## Recorded information
------

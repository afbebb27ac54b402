//! Turn Controller
//!
//! Validates player intents against the current state, applies the legal
//! ones, and keeps the player-facing log. Illegal intents never touch the
//! state.

use crate::core::rng::DeterministicRng;
use crate::game::card::Card;
use crate::game::effects::{self, finish_turn};
use crate::game::events::{GameEvent, GameLog};
use crate::game::state::{GameConfig, GameState, PlayerSlot, TurnPhase};

/// A player intent, already resolved to a slot.
#[derive(Clone, Debug, PartialEq, Eq)]
pub enum Action {
    /// Draw the top card.
    DrawCard(PlayerSlot),
    /// Play a card from hand. `position` is the reinsertion depth for Defuse.
    PlayCard {
        /// Acting slot
        slot: PlayerSlot,
        /// Card to play
        card: Card,
        /// Reinsertion depth for Defuse (0 = top)
        position: Option<usize>,
    },
    /// Start a new game.
    Reset,
}

/// Why an action was refused.
#[derive(Debug, Clone, Copy, PartialEq, Eq, thiserror::Error)]
pub enum IllegalAction {
    /// The game has a winner; only Reset is accepted.
    #[error("Game is over")]
    GameOver,

    /// The slot is not the current player.
    #[error("Not player {0}'s turn")]
    NotYourTurn(PlayerSlot),

    /// Nothing left to draw.
    #[error("Deck is empty")]
    DeckEmpty,

    /// The hand does not hold the card.
    #[error("{0} is not in hand")]
    CardNotInHand(Card),

    /// The card has no legal use right now.
    #[error("{0} cannot be played now")]
    NotPlayable(Card),

    /// An Explode is waiting for a Defuse.
    #[error("Player must play Defuse")]
    MustDefuse,
}

/// Outcome of a legal action.
#[derive(Debug, Default, PartialEq, Eq)]
pub struct Transition {
    /// What happened, in order.
    pub events: Vec<GameEvent>,
    /// Cards revealed privately to the acting player.
    pub reveal: Option<Vec<Card>>,
}

/// Owns the game state and log, and is the only thing that mutates them.
#[derive(Debug)]
pub struct TurnController {
    config: GameConfig,
    base_seed: u64,
    game_number: u64,
    state: GameState,
    log: GameLog,
}

impl TurnController {
    /// Start game 0 for `base_seed`.
    pub fn new(config: GameConfig, base_seed: u64) -> Self {
        let rng = DeterministicRng::for_game(base_seed, 0);
        let state = GameState::new(&config, rng);

        Self {
            config,
            base_seed,
            game_number: 0,
            state,
            log: GameLog::new(),
        }
    }

    /// Wrap an existing state. Used to set up specific positions.
    pub fn with_state(config: GameConfig, base_seed: u64, state: GameState) -> Self {
        Self {
            config,
            base_seed,
            game_number: 0,
            state,
            log: GameLog::new(),
        }
    }

    /// Current state.
    pub fn state(&self) -> &GameState {
        &self.state
    }

    /// Log of the current game.
    pub fn log(&self) -> &GameLog {
        &self.log
    }

    /// Current phase.
    pub fn phase(&self) -> TurnPhase {
        self.state.phase()
    }

    /// Rule constants.
    pub fn config(&self) -> &GameConfig {
        &self.config
    }

    /// Games started since the server came up (0 for the first).
    pub fn game_number(&self) -> u64 {
        self.game_number
    }

    /// Check an action without applying it.
    pub fn validate(&self, action: &Action) -> Result<(), IllegalAction> {
        match *action {
            Action::Reset => Ok(()),

            Action::DrawCard(slot) => {
                self.check_turn(slot)?;
                if self.state.pending_explosion == Some(slot) {
                    return Err(IllegalAction::MustDefuse);
                }
                if self.state.deck.is_empty() {
                    return Err(IllegalAction::DeckEmpty);
                }
                Ok(())
            }

            Action::PlayCard { slot, card, .. } => {
                self.check_turn(slot)?;
                if !self.state.hand(slot).contains(card) {
                    return Err(IllegalAction::CardNotInHand(card));
                }

                let defusing = self.state.pending_explosion == Some(slot);
                match (defusing, card) {
                    (true, Card::Defuse) => Ok(()),
                    (true, _) => Err(IllegalAction::MustDefuse),
                    (false, Card::Defuse | Card::Explode) => Err(IllegalAction::NotPlayable(card)),
                    (false, _) => Ok(()),
                }
            }
        }
    }

    fn check_turn(&self, slot: PlayerSlot) -> Result<(), IllegalAction> {
        if self.state.game_over {
            return Err(IllegalAction::GameOver);
        }
        if slot != self.state.current_player {
            return Err(IllegalAction::NotYourTurn(slot));
        }
        Ok(())
    }

    /// Validate and apply an action. On error nothing changed.
    pub fn apply(&mut self, action: Action) -> Result<Transition, IllegalAction> {
        self.validate(&action)?;

        let transition = match action {
            Action::Reset => {
                self.reset();
                Transition::default()
            }
            Action::DrawCard(slot) => self.draw(slot)?,
            Action::PlayCard { slot, card, position } => self.play(slot, card, position)?,
        };

        self.log.record(&transition.events);
        Ok(transition)
    }

    /// Throw away the current game and deal a fresh one.
    pub fn reset(&mut self) {
        self.game_number += 1;
        let rng = DeterministicRng::for_game(self.base_seed, self.game_number);
        self.state = GameState::new(&self.config, rng);
        self.log.clear();
    }

    fn draw(&mut self, slot: PlayerSlot) -> Result<Transition, IllegalAction> {
        let card = self.state.deck.draw().map_err(|_| IllegalAction::DeckEmpty)?;
        self.state.effect_stack.clear();

        let mut events = vec![GameEvent::CardDrawn { player: slot }];

        if card == Card::Explode {
            self.state.discard_pile.push(card);
            let resolution = effects::resolve(card, slot, None, &mut self.state, &self.config);
            events.extend(resolution.events);
        } else {
            self.state.hand_mut(slot).add(card);
            finish_turn(&mut self.state, &mut events);
        }

        Ok(Transition { events, reveal: None })
    }

    fn play(
        &mut self,
        slot: PlayerSlot,
        card: Card,
        position: Option<usize>,
    ) -> Result<Transition, IllegalAction> {
        if !self.state.hand_mut(slot).remove_one(card) {
            return Err(IllegalAction::CardNotInHand(card));
        }
        self.state.discard_pile.push(card);

        let mut events = vec![GameEvent::CardPlayed { player: slot, card }];
        let resolution = effects::resolve(card, slot, position, &mut self.state, &self.config);
        events.extend(resolution.events);

        Ok(Transition {
            events,
            reveal: resolution.reveal,
        })
    }
}
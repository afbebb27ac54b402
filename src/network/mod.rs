//! Network Layer
//!
//! WebSocket server for the two-player game.
//! This layer is **non-deterministic** - all rules run through `game/`.

pub mod protocol;
pub mod session;
pub mod broadcast;
pub mod server;

pub use protocol::{ClientMessage, ServerMessage, GameSnapshot};
pub use session::{ConnectionId, SessionRegistry, SessionError};
pub use broadcast::Broadcaster;
pub use server::{GameServer, GameActor, ServerConfig, ServerEvent, GameServerError, ShutdownHandle};
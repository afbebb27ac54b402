//! Core deterministic primitives.
//!
//! Seeded randomness and state hashing. Nothing in here knows about cards
//! or connections.

pub mod rng;
pub mod hash;

// Re-export core types
pub use rng::{DeterministicRng, derive_game_seed, entropy_seed};
pub use hash::{StateHash, StateHasher};
// Integration smoke test for the game server.
//
// Binds a server on localhost, connects real WebSocket clients and walks
// through seating, initial sync, a draw broadcast, a rejected third player,
// silently dropped intents and a reset.

use std::net::SocketAddr;
use std::time::Duration;

use futures_util::{SinkExt, StreamExt};
use tokio::net::TcpStream;
use tokio_tungstenite::{connect_async, tungstenite::Message, MaybeTlsStream, WebSocketStream};

use kittens::network::protocol::{ClientMessage, GameSnapshot, ServerMessage};
use kittens::network::server::{GameServer, ServerConfig};
use kittens::PlayerSlot;

type Client = WebSocketStream<MaybeTlsStream<TcpStream>>;

/// Helper: next server message, or None once the server closed the socket.
async fn recv(client: &mut Client) -> Option<ServerMessage> {
    loop {
        let frame = tokio::time::timeout(Duration::from_secs(5), client.next())
            .await
            .expect("timed out waiting for server");

        match frame {
            Some(Ok(Message::Text(text))) => return Some(ServerMessage::from_json(&text).unwrap()),
            Some(Ok(Message::Close(_))) | None | Some(Err(_)) => return None,
            Some(Ok(_)) => continue,
        }
    }
}

/// Helper: send a raw text frame.
async fn send_text(client: &mut Client, text: &str) {
    client.send(Message::Text(text.to_string())).await.unwrap();
}

/// Helper: send a client message.
async fn send(client: &mut Client, msg: &ClientMessage) {
    send_text(client, &msg.to_json().unwrap()).await;
}

/// Helper: expect a gameState push.
async fn recv_state(client: &mut Client) -> (GameSnapshot, Vec<String>) {
    match recv(client).await {
        Some(ServerMessage::GameState { game_state, logs }) => (game_state, logs),
        other => panic!("expected gameState, got {other:?}"),
    }
}

/// Connect and check the seat assignment plus initial sync.
async fn join(addr: SocketAddr, expected: PlayerSlot) -> (Client, GameSnapshot) {
    let (mut client, _) = connect_async(format!("ws://{addr}")).await.unwrap();

    match recv(&mut client).await {
        Some(ServerMessage::AssignPlayer { player }) => assert_eq!(player, expected),
        other => panic!("expected assignPlayer, got {other:?}"),
    }

    let (snapshot, _) = recv_state(&mut client).await;
    (client, snapshot)
}

#[tokio::test]
async fn full_game_lifecycle() {
    // 1. Start a server on a random port.
    let config = ServerConfig {
        bind_addr: "127.0.0.1:0".parse().unwrap(),
        seed: Some(2024),
        ..Default::default()
    };
    let server = GameServer::bind(config).await.unwrap();
    let addr = server.local_addr().unwrap();
    let shutdown = server.shutdown_handle();
    let server_task = tokio::spawn(server.run());

    // 2. Two players are seated in order and synced.
    let (mut alice, initial) = join(addr, PlayerSlot::Zero).await;
    assert_eq!(initial.deck_size, 21);
    assert_eq!(initial.current_player, PlayerSlot::Zero);
    assert!(!initial.game_over);

    let (mut bob, _) = join(addr, PlayerSlot::One).await;

    // 3. Player 0 draws; both see the same new state.
    send(&mut alice, &ClientMessage::DrawCard { player: PlayerSlot::Zero }).await;

    let (a, a_logs) = recv_state(&mut alice).await;
    let (b, b_logs) = recv_state(&mut bob).await;
    assert_eq!(a, b);
    assert_eq!(a_logs, b_logs);
    assert_eq!(a.deck_size, 20);
    assert_eq!(a_logs[0], "Player 0 drew a card");

    // 4. A third player is turned away.
    let (mut carol, _) = connect_async(format!("ws://{addr}")).await.unwrap();
    assert_eq!(
        recv(&mut carol).await,
        Some(ServerMessage::Error { message: "Game already in progress.".to_string() })
    );
    assert_eq!(recv(&mut carol).await, None);

    // 5. Garbage and impersonation are dropped without a reply.
    send_text(&mut bob, "not json").await;
    send_text(&mut bob, r#"{"type":"playCard","player":1,"card":"Taco"}"#).await;
    send(&mut bob, &ClientMessage::DrawCard { player: PlayerSlot::Zero }).await;

    // 6. Reset is the next thing anyone hears about.
    send(&mut bob, &ClientMessage::Reset).await;

    for client in [&mut alice, &mut bob] {
        let (snapshot, logs) = recv_state(client).await;
        assert_eq!(snapshot.deck_size, 21);
        assert!(snapshot.player_hands.iter().all(|h| h.is_empty()));
        assert!(snapshot.discard_pile.is_empty());
        assert!(!snapshot.game_over);
        assert_eq!(snapshot.winner, None);
        assert!(logs.is_empty());
    }

    // 7. Shut down.
    shutdown.shutdown();
    let result = tokio::time::timeout(Duration::from_secs(5), server_task)
        .await
        .unwrap()
        .unwrap();
    assert!(result.is_ok());
}
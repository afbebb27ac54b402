//! Deterministic Random Number Generator
//!
//! Uses Xorshift128+ algorithm for fast, high-quality, deterministic randomness.
//! Given the same seed, produces identical sequence on all platforms, so a
//! game can be replayed from its seed and the intents that were applied.

use serde::{Serialize, Deserialize};

use crate::core::hash::hash_with_domain;

/// Deterministic PRNG using Xorshift128+ algorithm.
///
/// # Example
///
/// ```
/// use kittens::core::rng::DeterministicRng;
///
/// let mut rng = DeterministicRng::new(12345);
/// let value = rng.next_u64();
/// assert_eq!(value, 6233086606872742541); // Always the same!
/// ```
#[derive(Clone, Debug, PartialEq, Eq, Serialize, Deserialize)]
pub struct DeterministicRng {
    state: [u64; 2],
}

impl Default for DeterministicRng {
    fn default() -> Self {
        Self::new(0)
    }
}

impl DeterministicRng {
    /// Create a new RNG from a 64-bit seed.
    ///
    /// Uses SplitMix64 to initialize the internal state, ensuring
    /// good distribution even from weak seeds.
    pub fn new(seed: u64) -> Self {
        let mut s = seed;
        let state0 = splitmix64(&mut s);
        let state1 = splitmix64(&mut s);

        // Ensure state is never all zeros
        let state = if state0 == 0 && state1 == 0 {
            [1, 1]
        } else {
            [state0, state1]
        };

        Self { state }
    }

    /// Create the RNG for the `game_number`-th game of a server seeded with
    /// `base_seed`.
    pub fn for_game(base_seed: u64, game_number: u64) -> Self {
        Self::new(derive_game_seed(base_seed, game_number))
    }

    /// Generate the next 64-bit random value.
    #[inline]
    pub fn next_u64(&mut self) -> u64 {
        let s0 = self.state[0];
        let mut s1 = self.state[1];
        let result = s0.wrapping_add(s1);

        s1 ^= s0;
        self.state[0] = s0.rotate_left(24) ^ s1 ^ (s1 << 16);
        self.state[1] = s1.rotate_left(37);

        result
    }

    /// Generate a random integer in range [0, max).
    ///
    /// Uses rejection sampling so every value is equally likely.
    #[inline]
    pub fn next_int(&mut self, max: u32) -> u32 {
        if max == 0 {
            return 0;
        }
        let max = max as u64;
        // Largest multiple of `max` that fits; draws at or above it are rejected.
        let limit = (u64::MAX / max) * max;
        loop {
            let value = self.next_u64();
            if value < limit {
                return (value % max) as u32;
            }
        }
    }

    /// Shuffle a slice in place using Fisher-Yates algorithm.
    ///
    /// Every permutation is equally likely.
    pub fn shuffle<T>(&mut self, slice: &mut [T]) {
        let len = slice.len();
        for i in (1..len).rev() {
            let j = self.next_int((i + 1) as u32) as usize;
            slice.swap(i, j);
        }
    }

    /// Get current state (for checkpointing/debugging).
    pub fn state(&self) -> [u64; 2] {
        self.state
    }

    /// Restore from saved state.
    pub fn set_state(&mut self, state: [u64; 2]) {
        self.state = state;
    }
}

/// SplitMix64 for seed initialization.
/// Produces well-distributed values from sequential seeds.
#[inline]
fn splitmix64(state: &mut u64) -> u64 {
    *state = state.wrapping_add(0x9E3779B97F4A7C15);
    let mut z = *state;
    z = (z ^ (z >> 30)).wrapping_mul(0xBF58476D1CE4E5B9);
    z = (z ^ (z >> 27)).wrapping_mul(0x94D049BB133111EB);
    z ^ (z >> 31)
}

/// Derive the seed of one game from the server's base seed.
///
/// Consecutive games of the same server get unrelated decks, while the
/// whole session stays reproducible from `base_seed`.
pub fn derive_game_seed(base_seed: u64, game_number: u64) -> u64 {
    let mut data = [0u8; 16];
    data[..8].copy_from_slice(&base_seed.to_le_bytes());
    data[8..].copy_from_slice(&game_number.to_le_bytes());

    let hash = hash_with_domain(b"KITTENS_GAME_SEED_V1", &data);

    let mut seed = [0u8; 8];
    seed.copy_from_slice(&hash[0..8]);
    u64::from_le_bytes(seed)
}

/// Draw a base seed from OS entropy (via a v4 UUID).
pub fn entropy_seed() -> u64 {
    let bytes = uuid::Uuid::new_v4().into_bytes();
    let mut seed = [0u8; 8];
    seed.copy_from_slice(&bytes[0..8]);
    u64::from_le_bytes(seed)
}

// =============================================================================
// TESTS
// =============================================================================
//! A player's hand, held as a multiset of card kinds.

use std::collections::BTreeMap;
use serde::{Serialize, Deserialize};

use crate::game::card::Card;

/// Card kind → count. Kinds with a zero count are not stored, so two hands
/// holding the same cards always compare (and serialize) equal.
#[derive(Clone, Debug, Default, PartialEq, Eq, Serialize, Deserialize)]
#[serde(transparent)]
pub struct Hand {
    cards: BTreeMap<Card, u32>,
}

impl Hand {
    /// Create an empty hand.
    pub fn new() -> Self {
        Self::default()
    }

    /// Add one card.
    pub fn add(&mut self, card: Card) {
        *self.cards.entry(card).or_insert(0) += 1;
    }

    /// Remove one instance of `card`. Returns false if none was held.
    pub fn remove_one(&mut self, card: Card) -> bool {
        match self.cards.get_mut(&card) {
            Some(count) if *count > 1 => {
                *count -= 1;
                true
            }
            Some(_) => {
                self.cards.remove(&card);
                true
            }
            None => false,
        }
    }

    /// How many of `card` are held.
    pub fn count(&self, card: Card) -> u32 {
        self.cards.get(&card).copied().unwrap_or(0)
    }

    /// Whether at least one `card` is held.
    pub fn contains(&self, card: Card) -> bool {
        self.count(card) > 0
    }

    /// Total number of cards held.
    pub fn total(&self) -> usize {
        self.cards.values().map(|c| *c as usize).sum()
    }

    /// Whether the hand is empty.
    pub fn is_empty(&self) -> bool {
        self.cards.is_empty()
    }

    /// Iterate `(kind, count)` in card order.
    pub fn iter(&self) -> impl Iterator<Item = (Card, u32)> + '_ {
        self.cards.iter().map(|(card, count)| (*card, *count))
    }
}
//! Game Logic Module
//!
//! All rules code. Deterministic given the seed; no I/O.
//!
//! ## Module Structure
//!
//! - `card`: Card kinds and their wire names
//! - `deck`: Draw pile
//! - `hand`: Per-player card multiset
//! - `state`: Game state, player slots, rule constants
//! - `events`: Transition events and the player-facing log
//! - `effects`: Card effect resolution
//! - `turn`: Action validation and the turn state machine

pub mod card;
pub mod deck;
pub mod hand;
pub mod state;
pub mod events;
pub mod effects;
pub mod turn;

// Re-export key types
pub use card::Card;
pub use deck::{Deck, DeckError};
pub use hand::Hand;
pub use state::{GameConfig, GameState, PlayerSlot, TurnPhase};
pub use events::{GameEvent, GameLog};
pub use turn::{Action, IllegalAction, Transition, TurnController};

------

## Task statement
Wherever the word "types" appears in the entries above, copy that line.

## Answer to this exercise
// Re-export core types
// Re-export key types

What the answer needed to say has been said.